■ Records to use ■

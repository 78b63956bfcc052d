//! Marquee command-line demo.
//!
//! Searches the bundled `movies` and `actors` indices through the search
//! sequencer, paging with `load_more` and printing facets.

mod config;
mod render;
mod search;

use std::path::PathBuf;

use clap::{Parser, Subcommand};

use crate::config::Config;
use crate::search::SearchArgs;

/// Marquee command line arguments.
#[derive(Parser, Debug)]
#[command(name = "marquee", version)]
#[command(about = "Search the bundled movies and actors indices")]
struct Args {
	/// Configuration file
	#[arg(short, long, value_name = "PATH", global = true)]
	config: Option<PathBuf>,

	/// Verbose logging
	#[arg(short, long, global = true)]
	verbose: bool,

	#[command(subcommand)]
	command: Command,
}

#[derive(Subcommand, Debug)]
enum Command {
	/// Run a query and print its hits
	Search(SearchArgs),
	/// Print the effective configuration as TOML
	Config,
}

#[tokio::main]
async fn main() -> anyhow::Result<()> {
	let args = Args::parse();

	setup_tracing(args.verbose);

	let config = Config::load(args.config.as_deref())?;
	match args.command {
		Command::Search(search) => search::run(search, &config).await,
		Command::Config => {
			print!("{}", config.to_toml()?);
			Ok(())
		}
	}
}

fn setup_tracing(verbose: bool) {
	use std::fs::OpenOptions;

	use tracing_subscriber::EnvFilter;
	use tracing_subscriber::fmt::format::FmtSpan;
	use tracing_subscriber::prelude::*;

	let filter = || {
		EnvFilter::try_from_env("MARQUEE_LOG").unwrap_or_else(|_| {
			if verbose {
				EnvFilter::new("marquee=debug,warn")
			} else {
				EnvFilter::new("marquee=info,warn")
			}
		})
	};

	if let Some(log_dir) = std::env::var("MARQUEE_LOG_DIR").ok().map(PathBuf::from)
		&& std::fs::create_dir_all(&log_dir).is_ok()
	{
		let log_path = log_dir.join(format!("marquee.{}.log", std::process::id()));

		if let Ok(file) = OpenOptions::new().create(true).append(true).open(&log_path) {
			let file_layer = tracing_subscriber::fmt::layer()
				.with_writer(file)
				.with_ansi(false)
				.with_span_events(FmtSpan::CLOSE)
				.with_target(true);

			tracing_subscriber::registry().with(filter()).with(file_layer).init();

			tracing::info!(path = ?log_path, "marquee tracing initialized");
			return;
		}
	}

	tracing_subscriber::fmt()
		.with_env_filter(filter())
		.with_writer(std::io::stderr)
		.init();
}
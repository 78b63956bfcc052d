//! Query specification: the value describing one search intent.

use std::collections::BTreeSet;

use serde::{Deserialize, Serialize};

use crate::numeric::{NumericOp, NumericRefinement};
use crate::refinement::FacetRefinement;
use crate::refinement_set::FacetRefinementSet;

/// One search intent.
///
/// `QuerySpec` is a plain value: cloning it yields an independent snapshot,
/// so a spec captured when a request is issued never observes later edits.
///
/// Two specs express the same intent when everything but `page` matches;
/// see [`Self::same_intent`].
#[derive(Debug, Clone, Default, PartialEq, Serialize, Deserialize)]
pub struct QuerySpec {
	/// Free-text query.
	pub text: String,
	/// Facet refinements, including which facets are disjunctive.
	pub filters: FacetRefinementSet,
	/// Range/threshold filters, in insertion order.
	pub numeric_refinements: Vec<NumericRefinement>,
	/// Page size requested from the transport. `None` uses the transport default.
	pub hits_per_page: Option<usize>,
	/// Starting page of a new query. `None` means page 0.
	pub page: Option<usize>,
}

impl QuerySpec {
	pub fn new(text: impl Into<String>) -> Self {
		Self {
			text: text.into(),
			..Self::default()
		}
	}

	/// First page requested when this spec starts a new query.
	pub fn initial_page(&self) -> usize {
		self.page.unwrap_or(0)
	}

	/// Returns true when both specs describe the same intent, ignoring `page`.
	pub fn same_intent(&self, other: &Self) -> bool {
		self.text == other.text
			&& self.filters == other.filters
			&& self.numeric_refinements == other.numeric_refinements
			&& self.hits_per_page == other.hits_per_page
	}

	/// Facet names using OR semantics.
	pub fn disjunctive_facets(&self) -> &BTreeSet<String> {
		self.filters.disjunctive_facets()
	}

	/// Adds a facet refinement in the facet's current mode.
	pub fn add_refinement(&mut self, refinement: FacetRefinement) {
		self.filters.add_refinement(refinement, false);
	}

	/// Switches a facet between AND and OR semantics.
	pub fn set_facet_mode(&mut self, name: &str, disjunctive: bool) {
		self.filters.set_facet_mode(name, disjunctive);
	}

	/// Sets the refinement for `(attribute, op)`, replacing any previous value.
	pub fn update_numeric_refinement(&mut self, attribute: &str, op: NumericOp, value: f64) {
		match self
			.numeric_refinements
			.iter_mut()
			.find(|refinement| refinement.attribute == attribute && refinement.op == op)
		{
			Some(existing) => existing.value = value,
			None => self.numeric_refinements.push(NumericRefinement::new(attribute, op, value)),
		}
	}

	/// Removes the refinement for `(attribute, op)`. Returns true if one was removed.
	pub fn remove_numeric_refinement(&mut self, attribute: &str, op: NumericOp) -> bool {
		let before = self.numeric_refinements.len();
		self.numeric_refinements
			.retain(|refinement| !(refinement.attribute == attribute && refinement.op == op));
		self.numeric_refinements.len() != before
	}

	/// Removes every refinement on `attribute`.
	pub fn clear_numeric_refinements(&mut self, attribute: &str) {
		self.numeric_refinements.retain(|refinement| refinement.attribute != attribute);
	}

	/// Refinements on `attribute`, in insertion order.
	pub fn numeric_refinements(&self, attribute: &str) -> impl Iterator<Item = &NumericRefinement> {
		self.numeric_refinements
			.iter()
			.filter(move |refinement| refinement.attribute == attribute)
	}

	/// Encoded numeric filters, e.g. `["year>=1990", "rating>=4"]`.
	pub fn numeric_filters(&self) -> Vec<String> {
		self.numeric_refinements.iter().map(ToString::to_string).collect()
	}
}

■ About this exercise ■
One line above contains "refinement.attribute != attribute);". Output that line and each one after it, word for word, and nothing else.

■ Solution to this exercise ■
		self.numeric_refinements.retain(|refinement| refinement.attribute != attribute);
	}

	/// Refinements on `attribute`, in insertion order.
	pub fn numeric_refinements(&self, attribute: &str) -> impl Iterator<Item = &NumericRefinement> {
		self.numeric_refinements
			.iter()
			.filter(move |refinement| refinement.attribute == attribute)
	}

	/// Encoded numeric filters, e.g. `["year>=1990", "rating>=4"]`.
	pub fn numeric_filters(&self) -> Vec<String> {
		self.numeric_refinements.iter().map(ToString::to_string).collect()
	}
}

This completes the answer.